B站视频:用300行代码实现人脸识别系统_哔哩哔哩_bilibili
CSDN博客:用300行Python代码实现一个人脸识别系统_dejahu的博客-CSDN博客
码云地址:face_dlib_py37_42: 用300行代码开发一个人脸识别系统-42 (gitee.com)
预编译dlib库下载地址:人脸识别系统+windows64位-dlib-19.17.0-cp37-cp37m-win_amd64.zip-深度学习文档类资源-CSDN文库

教你用300行Python代码实现一个人脸识别系统

注:直接安装dlib库可能会有编译错误,可以通过下列方式获取编译好的dlib库

; 基本原理

人脸识别和目标检测这些还不太一样,比如大家传统的训练一个目标检测模型,你只有对这个目标训练了之后,你的模型才能找到这样的目标,比如你的目标检测模型如果是检测植物的,那显然就不能检测动物。但是人脸识别就不一样,以你的手机为例,你发现你只录入了一次你的人脸信息,不需要训练,他就能准确的识别你,这里识别的原理是通过人脸识别的模型提取你脸部的特征向量,然后将实时检测到的你的人脸同数据库中保存的人脸进行比对,如果相似度超过一定的阈值之后,就认为比对成功。
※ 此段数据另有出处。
//! Where generated images end up: a local folder and optionally the CDN.

use std::io::Cursor;
use std::path::{Path, PathBuf};
use std::sync::LazyLock;

use regex::Regex;
use reqwest::header::CONTENT_TYPE;
use tracing::debug;
use url::Url;

use crate::constants::{IMAGE_EXTENSION, UPLOAD_TIMEOUT};
use crate::error::StorageError;

#[allow(clippy::expect_used)]
static DISALLOWED_SLUG_CHARS: LazyLock<Regex> =
    LazyLock::new(|| Regex::new(r"[^a-z0-9\s-]").expect("valid slug regex"));

#[allow(clippy::expect_used)]
static WHITESPACE_RUN: LazyLock<Regex> =
    LazyLock::new(|| Regex::new(r"\s+").expect("valid whitespace regex"));

/// Turns a word into a filesystem-safe name: `"Meeting Room"` -> `meeting-room`.
pub fn slugify(word: &str) -> String {
    let lowered = word.trim().to_lowercase();
    let stripped = DISALLOWED_SLUG_CHARS.replace_all(&lowered, "");
    WHITESPACE_RUN
        .replace_all(stripped.trim(), "-")
        .into_owned()
}

/// File name for a word's image. Falls back to `fallback` when the word has
/// no usable characters.
pub fn image_filename(word: &str, fallback: &str) -> String {
    let slug = match slugify(word) {
        slug if slug.is_empty() => slugify(fallback),
        slug => slug,
    };
    format!("{slug}.{IMAGE_EXTENSION}")
}

/// Re-encodes the image as JPEG unless it already is one.
pub fn normalize_to_jpeg(bytes: &[u8]) -> Result<Vec<u8>, StorageError> {
    if bytes.len() < 4 {
        return Err(StorageError::Image("image is too short".to_string()));
    }

    let reader = image::ImageReader::new(Cursor::new(bytes)).with_guessed_format()?;
    let format = reader.format();
    let image = reader.decode()?;

    if format == Some(image::ImageFormat::Jpeg) {
        return Ok(bytes.to_vec());
    }

    debug!("Converting {format:?} image to JPEG");
    let mut output = Vec::new();
    let mut encoder = image::codecs::jpeg::JpegEncoder::new_with_quality(&mut output, 90);
    encoder.encode_image(&image.to_rgb8())?;
    Ok(output)
}

/// A file written by [`save_image`].
#[derive(Clone, Debug, PartialEq, Eq)]
pub struct SavedFile {
    /// Where the file was written
    pub path: PathBuf,
    /// True when an existing file of the same name was overwritten
    pub replaced: bool,
}

/// Writes the image into `out_dir`, creating it if needed.
pub async fn save_image(
    out_dir: &Path,
    filename: &str,
    bytes: &[u8],
) -> Result<SavedFile, StorageError> {
    tokio::fs::create_dir_all(out_dir).await?;
    let path = out_dir.join(filename);
    let replaced = tokio::fs::try_exists(&path).await?;
    tokio::fs::write(&path, bytes).await?;
    Ok(SavedFile { path, replaced })
}

/// Where and how to upload images to the CDN storage zone.
#[derive(Clone, Debug)]
pub struct CdnSettings {
    /// Storage API base, e.g. `https://storage.bunnycdn.com/<zone>/words/`
    pub storage_url: Url,
    /// Storage zone access key
    pub access_key: String,
    /// Public base URL the uploaded files are served from
    pub public_base_url: String,
}

/// Uploads finished images to the CDN storage zone.
#[derive(Clone, Debug)]
pub struct CdnUploader {
    http: reqwest::Client,
    settings: CdnSettings,
}

impl CdnUploader {
    /// Creates an uploader.
    pub fn new(http: reqwest::Client, settings: CdnSettings) -> Self {
        Self { http, settings }
    }

    /// Uploads one file and returns its public URL.
    pub async fn upload(&self, filename: &str, bytes: &[u8]) -> Result<String, StorageError> {
        let target = self
            .settings
            .storage_url
            .join(filename)
            .map_err(|err| StorageError::Upload(err.to_string()))?;

        let resp = self
            .http
            .put(target)
            .header("AccessKey", &self.settings.access_key)
            .header(CONTENT_TYPE, "application/octet-stream")
            .timeout(UPLOAD_TIMEOUT)
            .body(bytes.to_vec())
            .send()
            .await
            .map_err(|err| StorageError::Upload(err.to_string()))?;

        let status = resp.status();
        if !status.is_success() {
            let body = resp.text().await.unwrap_or_default();
            return Err(StorageError::Upload(format!("status {status}: {body}")));
        }

        Ok(format!(
            "{}/{filename}",
            self.settings.public_base_url.trim_end_matches('/')
        ))
    }
}

#[cfg(test)]
mod tests {
    use super::*;

    fn encoded(format: image::ImageFormat) -> Vec<u8> {
        let image = image::DynamicImage::ImageRgba8(image::RgbaImage::from_pixel(
            4,
            4,
            image::Rgba([200, 40, 40, 255]),
        ));
        let mut bytes = Vec::new();
        image
            .write_to(&mut Cursor::new(&mut bytes), format)
            .expect("encode test image");
        bytes
    }

    fn png_bytes() -> Vec<u8> {
        encoded(image::ImageFormat::Png)
    }

    #[test]
    fn slugs_are_stable() {
        assert_eq!(slugify("Meeting Room"), "meeting-room");
        assert_eq!(slugify("Self-Catering!"), "self-catering");
        assert_eq!(slugify("  multi   space "), "multi-space");
        assert_eq!(slugify("first class"), "first-class");
        assert_eq!(slugify("Café au lait"), "caf-au-lait");
        assert_eq!(slugify("what ?"), "what");
    }

    #[test]
    fn slugify_is_idempotent() {
        for word in ["Meeting Room", "Self-Catering!", "  multi   space ", "a - b", "X\tY\nZ"] {
            let once = slugify(word);
            assert_eq!(slugify(&once), once, "{word:?}");
        }
    }

    #[test]
    fn filename_falls_back_when_slug_is_empty() {
        assert_eq!(image_filename("Meeting Room", "42"), "meeting-room.jpg");
        assert_eq!(image_filename("!!!", "word 42"), "word-42.jpg");
    }

    #[test]
    fn png_is_converted_to_jpeg() {
        let jpeg = normalize_to_jpeg(&png_bytes()).expect("convert");
        assert_eq!(&jpeg[..2], &[0xFF, 0xD8]);
        assert_eq!(normalize_to_jpeg(&jpeg).expect("already jpeg"), jpeg);
    }

    #[test]
    fn webp_and_gif_are_converted_to_jpeg() {
        for format in [image::ImageFormat::WebP, image::ImageFormat::Gif] {
            let jpeg = normalize_to_jpeg(&encoded(format)).expect("convert");
            assert_eq!(&jpeg[..2], &[0xFF, 0xD8], "{format:?}");
        }
    }

    #[test]
    fn garbage_is_rejected() {
        assert!(normalize_to_jpeg(&[]).is_err());
        assert!(normalize_to_jpeg(b"This is not an image file.").is_err());
    }

    #[tokio::test]
    async fn save_creates_directory() {
        let dir = tempfile::tempdir().expect("tempdir");
        let out_dir = dir.path().join("nested").join("images");
        let saved = save_image(&out_dir, "kite.jpg", b"bytes").await.expect("save");
        assert_eq!(saved.path, out_dir.join("kite.jpg"));
        assert!(!saved.replaced);
        assert_eq!(std::fs::read(&saved.path).expect("read back"), b"bytes");
    }

    #[tokio::test]
    async fn save_reports_replaced_file() {
        let dir = tempfile::tempdir().expect("tempdir");
        let first = save_image(dir.path(), "iron.jpg", b"first").await.expect("save");
        assert!(!first.replaced);
        let second = save_image(dir.path(), "iron.jpg", b"second").await.expect("save");
        assert!(second.replaced);
        assert_eq!(std::fs::read(&second.path).expect("read back"), b"second");
    }

    #[tokio::test]
    async fn save_into_a_file_path_fails() {
        let dir = tempfile::tempdir().expect("tempdir");
        let blocker = dir.path().join("not-a-dir");
        std::fs::write(&blocker, b"x").expect("write blocker");
        let result = save_image(&blocker, "kite.jpg", b"bytes").await;
        assert!(matches!(result, Err(StorageError::Io(_))));
    }
}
不过我这里说的只是简化版本的人脸识别,现在手机和门禁这些要复杂和安全的多,也不是简单平面上的人脸识别。

总结下来可以分为下面的步骤:

  1. 上传人脸到数据库
  2. 人脸检测
  3. 数据库比对并返回结果

这里我做了一个简答的示意图,可以帮助大家简单理解一下。

教你用300行Python代码实现一个人脸识别系统

代码实现

废话不多说,这里就是我们的代码实现,代码我已经上传到码云,大家直接下载就行,地址就在博客开头。
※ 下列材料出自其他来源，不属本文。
use std::io::Cursor;
use std::path::Path;
use std::sync::atomic::{AtomicU32, Ordering};
use std::time::Duration;

use wordpix::batch::{Pipeline, PipelineSettings, SAMPLE_WORDS};
use wordpix::descriptions::DescriptionProvider;
use wordpix::descriptions::gemini::{RetryPolicy, TextGenerator};
use wordpix::descriptions::tables;
use wordpix::error::{ImageJobError, TextGenError};
use wordpix::image_job::{ImageService, JobHandle, JobStatus, PollSettings};
use wordpix::ledger::{GenerationRecord, Ledger};
use wordpix::words::WordItem;

fn png_bytes() -> Vec<u8> {
    let image = image::DynamicImage::ImageRgba8(image::RgbaImage::from_pixel(
        8,
        8,
        image::Rgba([30, 120, 200, 255]),
    ));
    let mut bytes = Vec::new();
    image
        .write_to(&mut Cursor::new(&mut bytes), image::ImageFormat::Png)
        .expect("encode png");
    bytes
}

#[derive(Default)]
struct CountingText {
    calls: AtomicU32,
}

impl TextGenerator for CountingText {
    async fn generate(&self, _prompt: &str) -> Result<String, TextGenError> {
        self.calls.fetch_add(1, Ordering::SeqCst);
        Ok("a plain test subject".to_string())
    }
}

#[derive(Default)]
struct FakeImages {
    submits: AtomicU32,
    polls: AtomicU32,
    downloads: AtomicU32,
    /// Submissions whose prompt contains this text are rejected
    reject_prompt_containing: Option<&'static str>,
    /// Jobs stay pending forever
    never_finish: bool,
}

impl ImageService for FakeImages {
    async fn submit(&self, prompt: &str) -> Result<JobHandle, ImageJobError> {
        self.submits.fetch_add(1, Ordering::SeqCst);
        if self
            .reject_prompt_containing
            .is_some_and(|needle| prompt.contains(needle))
        {
            return Err(ImageJobError::Status {
                stage: "submit",
                status: 422,
                body: "rejected".to_string(),
            });
        }
        Ok(JobHandle {
            request_id: None,
            polling_url: "https://images.test/requests/1".to_string(),
        })
    }

    async fn poll(&self, _job: &JobHandle) -> Result<JobStatus, ImageJobError> {
        self.polls.fetch_add(1, Ordering::SeqCst);
        if self.never_finish {
            Ok(JobStatus::Pending)
        } else {
            Ok(JobStatus::Succeeded("https://images.test/files/1.png".to_string()))
        }
    }

    async fn download(&self, _url: &str) -> Result<Vec<u8>, ImageJobError> {
        self.downloads.fetch_add(1, Ordering::SeqCst);
        Ok(png_bytes())
    }
}

fn settings(out_dir: &Path) -> PipelineSettings {
    PipelineSettings {
        out_dir: out_dir.to_path_buf(),
        item_delay: Duration::ZERO,
        poll: PollSettings {
            interval: Duration::from_millis(5),
            max_wait: Duration::from_millis(50),
        },
    }
}

fn fake_pipeline(out_dir: &Path, images: FakeImages) -> Pipeline<CountingText, FakeImages> {
    let tables = tables::init().expect("bundled tables");
    let descriptions = DescriptionProvider::new(
        tables,
        Some(CountingText::default()),
        RetryPolicy {
            max_attempts: 2,
            base_delay: Duration::from_millis(1),
        },
    );
    Pipeline::new(descriptions, images, None, settings(out_dir))
}

fn word(id: &str, word: &str) -> WordItem {
    WordItem {
        id: id.to_string(),
        word: word.to_string(),
        category: "general".to_string(),
        level: "A1".to_string(),
    }
}

#[tokio::test]
async fn finished_words_are_not_regenerated() {
    let dir = tempfile::tempdir().expect("tempdir");
    let ledger_path = dir.path().join("generated-images.json");
    let mut ledger = Ledger::load(&ledger_path).expect("load");
    for (id, name) in [("1", "tent"), ("2", "cabin")] {
        ledger
            .record(
                id,
                GenerationRecord {
                    word: name.to_string(),
                    category: "general".to_string(),
                    path: format!("generated-images/{name}.jpg"),
                    cdn_url: None,
                    generated_at: None,
                },
            )
            .await
            .expect("seed ledger");
    }
    let before = std::fs::read(&ledger_path).expect("read ledger");

    let pipeline = fake_pipeline(&dir.path().join("images"), FakeImages::default());
    let report = pipeline
        .run_batch(&[word("1", "tent"), word("2", "cabin")], &mut ledger)
        .await;

    assert_eq!(report.total, 0);
    assert_eq!(report.succeeded, 0);
    assert_eq!(pipeline.images().submits.load(Ordering::SeqCst), 0);
    assert_eq!(pipeline.images().downloads.load(Ordering::SeqCst), 0);
    assert_eq!(std::fs::read(&ledger_path).expect("read ledger"), before);
    assert!(!dir.path().join("images").exists());
}

#[tokio::test]
async fn one_failure_does_not_stop_the_run() {
    let dir = tempfile::tempdir().expect("tempdir");
    let out_dir = dir.path().join("images");
    let ledger_path = dir.path().join("generated-images.json");
    let mut ledger = Ledger::load(&ledger_path).expect("load");
    let words = [word("1", "tent"), word("2", "zeppelin"), word("3", "Ferry Boat")];

    let failing = FakeImages {
        reject_prompt_containing: Some("zeppelin"),
        ..FakeImages::default()
    };
    let report = fake_pipeline(&out_dir, failing).run_batch(&words, &mut ledger).await;

    assert_eq!(report.total, 3);
    assert_eq!(report.succeeded, 2);
    assert_eq!(report.failed, 1);
    assert_eq!(report.timed_out, 0);
    assert!(ledger.contains("1"));
    assert!(!ledger.contains("2"));
    assert!(ledger.contains("3"));

    let saved = std::fs::read(out_dir.join("ferry-boat.jpg")).expect("saved image");
    assert_eq!(&saved[..2], &[0xFF, 0xD8]);
    let record = ledger.get("3").expect("record");
    assert_eq!(record.word, "Ferry Boat");
    assert!(record.generated_at.is_some());

    // a later run only picks up the failed word
    let pipeline = fake_pipeline(&out_dir, FakeImages::default());
    let report = pipeline.run_batch(&words, &mut ledger).await;
    assert_eq!(report.total, 1);
    assert_eq!(report.succeeded, 1);
    assert_eq!(pipeline.images().submits.load(Ordering::SeqCst), 1);
    assert_eq!(Ledger::load(&ledger_path).expect("reload").len(), 3);
}

#[tokio::test]
async fn timeouts_are_counted_and_retried_later() {
    let dir = tempfile::tempdir().expect("tempdir");
    let mut ledger = Ledger::load(dir.path().join("generated-images.json")).expect("load");
    let stuck = FakeImages {
        never_finish: true,
        ..FakeImages::default()
    };
    let pipeline = fake_pipeline(&dir.path().join("images"), stuck);

    let report = pipeline.run_batch(&[word("1", "tent")], &mut ledger).await;
    assert_eq!(report.failed, 1);
    assert_eq!(report.timed_out, 1);
    assert!(ledger.is_empty());
    assert!(pipeline.images().polls.load(Ordering::SeqCst) >= 2);
    assert_eq!(pipeline.images().downloads.load(Ordering::SeqCst), 0);
}

#[tokio::test]
async fn repeated_ids_run_once() {
    let dir = tempfile::tempdir().expect("tempdir");
    let mut ledger = Ledger::load(dir.path().join("generated-images.json")).expect("load");
    let pipeline = fake_pipeline(&dir.path().join("images"), FakeImages::default());

    let report = pipeline
        .run_batch(&[word("1", "tent"), word("1", "tent")], &mut ledger)
        .await;
    assert_eq!(report.total, 1);
    assert_eq!(pipeline.images().submits.load(Ordering::SeqCst), 1);
}

#[tokio::test]
async fn unwritable_ledger_fails_the_item() {
    let dir = tempfile::tempdir().expect("tempdir");
    let state = dir.path().join("state");
    let mut ledger = Ledger::load(state.join("generated-images.json")).expect("load");
    std::fs::write(&state, b"not a directory").expect("write blocker");

    let pipeline = fake_pipeline(&dir.path().join("images"), FakeImages::default());
    let report = pipeline
        .run_batch(&[word("1", "tent"), word("2", "cabin")], &mut ledger)
        .await;

    assert_eq!(report.total, 2);
    assert_eq!(report.failed, 2);
    assert!(ledger.is_empty());
    // the images themselves were still produced
    assert_eq!(pipeline.images().downloads.load(Ordering::SeqCst), 2);
}

#[tokio::test]
async fn samples_skip_the_ledger() {
    let dir = tempfile::tempdir().expect("tempdir");
    let out_dir = dir.path().join("images");
    let pipeline = fake_pipeline(&out_dir, FakeImages::default());

    let report = pipeline.run_samples(&SAMPLE_WORDS).await;
    assert_eq!(report.total, SAMPLE_WORDS.len());
    assert_eq!(report.succeeded, SAMPLE_WORDS.len());
    for (sample, _) in SAMPLE_WORDS {
        assert!(out_dir.join(format!("{sample}.jpg")).exists(), "{sample}");
    }
    assert!(!dir.path().join("generated-images.json").exists());
}

#[tokio::test]
async fn description_reaches_the_prompt() {
    let dir = tempfile::tempdir().expect("tempdir");
    let pipeline = fake_pipeline(&dir.path().join("images"), FakeImages::default());

    let (description, prompt) = pipeline.describe("doctor", "health").await;
    assert_eq!(description, "a friendly doctor person in white coat with stethoscope");
    assert!(prompt.contains(&description));

    let (description, prompt) = pipeline.describe("kite", "sports_hobbies").await;
    assert_eq!(description, "a plain test subject");
    assert!(prompt.starts_with("A kite sport or hobby"));
    assert!(prompt.ends_with("Subject details: a plain test subject"));
}

#[tokio::test]
async fn shared_file_name_is_flagged() {
    let dir = tempfile::tempdir().expect("tempdir");
    let pipeline = fake_pipeline(&dir.path().join("images"), FakeImages::default());

    let first = pipeline
        .generate_one("Iron", "everyday_objects", "10")
        .await
        .expect("first iron");
    let second = pipeline
        .generate_one("iron", "sports_hobbies", "11")
        .await
        .expect("second iron");

    assert!(!first.replaced_existing);
    assert!(second.replaced_existing);
    assert_eq!(first.path, second.path);
}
不会安装python环境的兄弟请看这里:如何在pycharm中配置anaconda的虚拟环境_dejahu的博客-CSDN博客_如何在pycharm中配置anaconda

创建虚拟环境

创建虚拟环境前请大家先下载博客开头的码云源码到本地。

本次我们需要使用到python3.7的虚拟环境,命令如下:

conda create -n face python==3.7.3
conda activate face

安装必要的库

pip install -r requirements.txt

愉快地开始你的人脸识别吧!

执行下面的主文件即可

python UI.py

或者在pycharm中按照下面的方式直接运行即可

教你用300行Python代码实现一个人脸识别系统

首先将你需要识别的人脸上传到数据库中

教你用300行Python代码实现一个人脸识别系统

通过第二个视频检测功能识别实时的人脸

教你用300行Python代码实现一个人脸识别系统

详细的代码如下:


"""
"""

import shutil
import PyQt5.QtCore
from PyQt5.QtGui import *
from PyQt5.QtCore import *
from PyQt5.QtWidgets import *
import threading
import argparse
import os
import sys
from pathlib import Path
import cv2
import torch
import torch.backends.cudnn as cudnn
import os.path as osp
FILE = Path(__file__).resolve()
ROOT = FILE.parents[0]
if str(ROOT) not in sys.path:
    sys.path.append(str(ROOT))
ROOT = Path(os.path.relpath(ROOT, Path.cwd()))
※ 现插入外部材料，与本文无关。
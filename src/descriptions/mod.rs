//! Resolving a word into a short visual description.
//!
//! Sources are tried in [`RESOLUTION_ORDER`] and the first one that produces
//! text wins. The last source is a template, so resolution always succeeds.

pub mod fallback;
pub mod gemini;
pub mod tables;

use tracing::{debug, warn};

use fallback::template_description;
use gemini::{RetryPolicy, TextGenerator, description_prompt, generate_with_retry};
use tables::DescriptionTables;

/// Where a description came from.
#[derive(Clone, Copy, Debug, PartialEq, Eq)]
pub enum DescriptionSource {
    /// The curated table, matched on the word alone.
    Curated,
    /// One of the manual override tables.
    Manual,
    /// The text generation service.
    Generated,
    /// The category template.
    Template,
}

/// Order in which sources are consulted.
pub const RESOLUTION_ORDER: [DescriptionSource; 4] = [
    DescriptionSource::Curated,
    DescriptionSource::Manual,
    DescriptionSource::Generated,
    DescriptionSource::Template,
];

/// A resolved description and its source.
#[derive(Clone, Debug, PartialEq, Eq)]
pub struct Resolved {
    /// The description text
    pub text: String,
    /// Which source produced it
    pub source: DescriptionSource,
}

/// Runs the resolution chain for words.
#[derive(Clone, Debug)]
pub struct DescriptionProvider<G> {
    tables: &'static DescriptionTables,
    generator: Option<G>,
    retry: RetryPolicy,
}

impl<G: TextGenerator> DescriptionProvider<G> {
    /// Creates a provider. Without a generator the `Generated` step is skipped.
    pub fn new(tables: &'static DescriptionTables, generator: Option<G>, retry: RetryPolicy) -> Self {
        Self {
            tables,
            generator,
            retry,
        }
    }

    /// Returns a usable description for the word; never fails.
    pub async fn resolve(&self, word: &str, category: &str) -> String {
        self.resolve_with_source(word, category).await.text
    }

    /// Like [`Self::resolve`], also reporting which source answered.
    pub async fn resolve_with_source(&self, word: &str, category: &str) -> Resolved {
        for source in RESOLUTION_ORDER {
            if let Some(text) = self.attempt(source, word, category).await {
                debug!("Description for {word:?} from {source:?}");
                return Resolved { text, source };
            }
        }
        Resolved {
            text: template_description(word, category),
            source: DescriptionSource::Template,
        }
    }

    async fn attempt(&self, source: DescriptionSource, word: &str, category: &str) -> Option<String> {
        match source {
            DescriptionSource::Curated => self.tables.curated.get(word).map(str::to_string),
            DescriptionSource::Manual => self.tables.manual(word).map(str::to_string),
            DescriptionSource::Generated => {
                let generator = self.generator.as_ref()?;
                let prompt = description_prompt(word, category);
                match generate_with_retry(generator, &prompt, &self.retry).await {
                    Ok(text) => Some(text),
                    Err(err) => {
                        warn!("Falling back to template for {word:?}: {err}");
                        None
                    }
                }
            }
            DescriptionSource::Template => {
                Some(template_description(word, category)).filter(|text| !text.trim().is_empty())
            }
        }
    }
}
from models.common import DetectMultiBackend
from utils.datasets import IMG_FORMATS, VID_FORMATS, LoadImages, LoadStreams
from utils.general import (LOGGER, check_file, check_img_size, check_imshow, check_requirements, colorstr,
                           increment_path, non_max_suppression, print_args, scale_coords, strip_optimizer, xyxy2xywh)
from utils.plots import Annotator, colors, save_one_box
from utils.torch_utils import select_device, time_sync

class MainWindow(QTabWidget):

    def __init__(self):

        super().__init__()
        self.setWindowTitle('Target detection system')
        self.resize(1200, 800)
        self.setWindowIcon(QIcon("images/UI/lufei.png"))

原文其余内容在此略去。